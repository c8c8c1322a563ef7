use anyhow::{Context, Result};
use clap::{Parser, Subcommand};
use std::path::PathBuf;
use tracing::{info, Level};
use wpml_prefs::{Indent, Processor, DEFAULT_CONFIG_PATH, DEFAULT_TARGET_PATH};

/// WPML Preferences
/// Adds wpml_cf_preferences to ACF field groups based on wpml-config.xml
#[derive(Parser)]
#[command(author, version, about, long_about = None)]
struct Cli {
    /// Enable verbose output for detailed processing information
    #[arg(short, long, global = true)]
    verbose: bool,

    #[command(subcommand)]
    command: Commands,
}

#[derive(Subcommand)]
enum Commands {
    /// Add wpml_cf_preferences to every mapped field in the field groups file
    AddPreferences {
        /// Path to the WPML config listing custom-field actions
        #[arg(short, long, default_value = DEFAULT_CONFIG_PATH, value_name = "PATH TO WPML CONFIG")]
        config: PathBuf,

        /// Path to the ACF field groups PHP file to patch
        #[arg(short, long, default_value = DEFAULT_TARGET_PATH, value_name = "PATH TO FIELD GROUPS")]
        target: PathBuf,

        /// Indent new lines like the 'name' line instead of with three tabs
        #[arg(long)]
        match_indent: bool,

        /// Report what would change without writing the file
        #[arg(long)]
        dry_run: bool,
    },
    /// Remove consecutive duplicate wpml_cf_preferences lines
    FixDuplicates {
        /// Path to the ACF field groups PHP file to clean
        #[arg(short, long, default_value = DEFAULT_TARGET_PATH, value_name = "PATH TO FIELD GROUPS")]
        target: PathBuf,

        /// Report what would change without writing the file
        #[arg(long)]
        dry_run: bool,
    },
    /// Print the field mapping built from the WPML config
    Mapping {
        /// Path to the WPML config listing custom-field actions
        #[arg(short, long, default_value = DEFAULT_CONFIG_PATH, value_name = "PATH TO WPML CONFIG")]
        config: PathBuf,

        /// Print the mapping as JSON
        #[arg(long)]
        json: bool,
    },
}

#[tokio::main]
async fn main() -> Result<()> {
    let cli = Cli::parse();

    // Initialize logging with appropriate level
    let level = if cli.verbose {
        Level::DEBUG
    } else {
        Level::INFO
    };

    tracing_subscriber::fmt()
        .with_max_level(level)
        .with_target(false)
        .with_file(true)
        .with_line_number(true)
        .with_writer(std::io::stderr)
        .init();

    match cli.command {
        Commands::AddPreferences {
            config,
            target,
            match_indent,
            dry_run,
        } => add_preferences_command(config, target, match_indent, dry_run).await,
        Commands::FixDuplicates { target, dry_run } => {
            fix_duplicates_command(target, dry_run).await
        }
        Commands::Mapping { config, json } => mapping_command(config, json).await,
    }
}

async fn add_preferences_command(
    config: PathBuf,
    target: PathBuf,
    match_indent: bool,
    dry_run: bool,
) -> Result<()> {
    let indent = if match_indent {
        Indent::MatchName
    } else {
        Indent::default()
    };
    let processor = Processor::builder()
        .config_path(config)
        .target_path(target)
        .indent(indent)
        .dry_run(dry_run)
        .build();

    let report = processor.add_preferences().await.with_context(|| {
        format!(
            "Failed to add preferences to {}",
            processor.target_path().display()
        )
    })?;

    println!("=== WPML Field Mapping ===");
    for entry in &report.listing {
        println!("{}", entry);
    }
    println!("\nTotal fields mapped: {}", report.listing.len());

    println!("\n=== Modification Summary ===");
    for field in &report.injected {
        info!("{} => {} ({})", field.name, field.preference.code(), field.preference);
    }
    println!("Fields modified: {}", report.modified_count());

    if report.written {
        println!("\nFile updated successfully!");
        println!("Please review the changes and test in WPML.");
    } else {
        println!("\nDry run: {} was not modified.", processor.target_path().display());
    }
    Ok(())
}

async fn fix_duplicates_command(target: PathBuf, dry_run: bool) -> Result<()> {
    let processor = Processor::builder()
        .target_path(target)
        .dry_run(dry_run)
        .build();

    let report = processor.remove_duplicates().await.with_context(|| {
        format!(
            "Failed to remove duplicates from {}",
            processor.target_path().display()
        )
    })?;

    for line in &report.removed {
        println!("Removing duplicate: {}", line.text);
    }
    println!("\nDuplicates removed: {}", report.removed_count());

    if report.written {
        println!("Removed duplicate wpml_cf_preferences entries!");
    } else {
        println!("Dry run: {} was not modified.", processor.target_path().display());
    }
    Ok(())
}

async fn mapping_command(config: PathBuf, json: bool) -> Result<()> {
    let processor = Processor::builder().config_path(config).build();
    let (table, _) = processor.load_table().await.with_context(|| {
        format!(
            "Failed to load WPML config: {}",
            processor.config_path().display()
        )
    })?;

    if json {
        println!("{}", table.to_json().context("Failed to serialize mapping")?);
        return Ok(());
    }

    for entry in table.sorted() {
        println!("{}", entry);
    }
    println!("\nTotal fields mapped: {}", table.len());
    Ok(())
}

__Task statement__
Copy out the range of lines above starting at the line with "Indent::MatchName" and ending at the line with "WPML Field Mapping", exactly and including both.

__Task result__
        Indent::MatchName
    } else {
        Indent::default()
    };
    let processor = Processor::builder()
        .config_path(config)
        .target_path(target)
        .indent(indent)
        .dry_run(dry_run)
        .build();

    let report = processor.add_preferences().await.with_context(|| {
        format!(
            "Failed to add preferences to {}",
            processor.target_path().display()
        )
    })?;

    println!("=== WPML Field Mapping ===");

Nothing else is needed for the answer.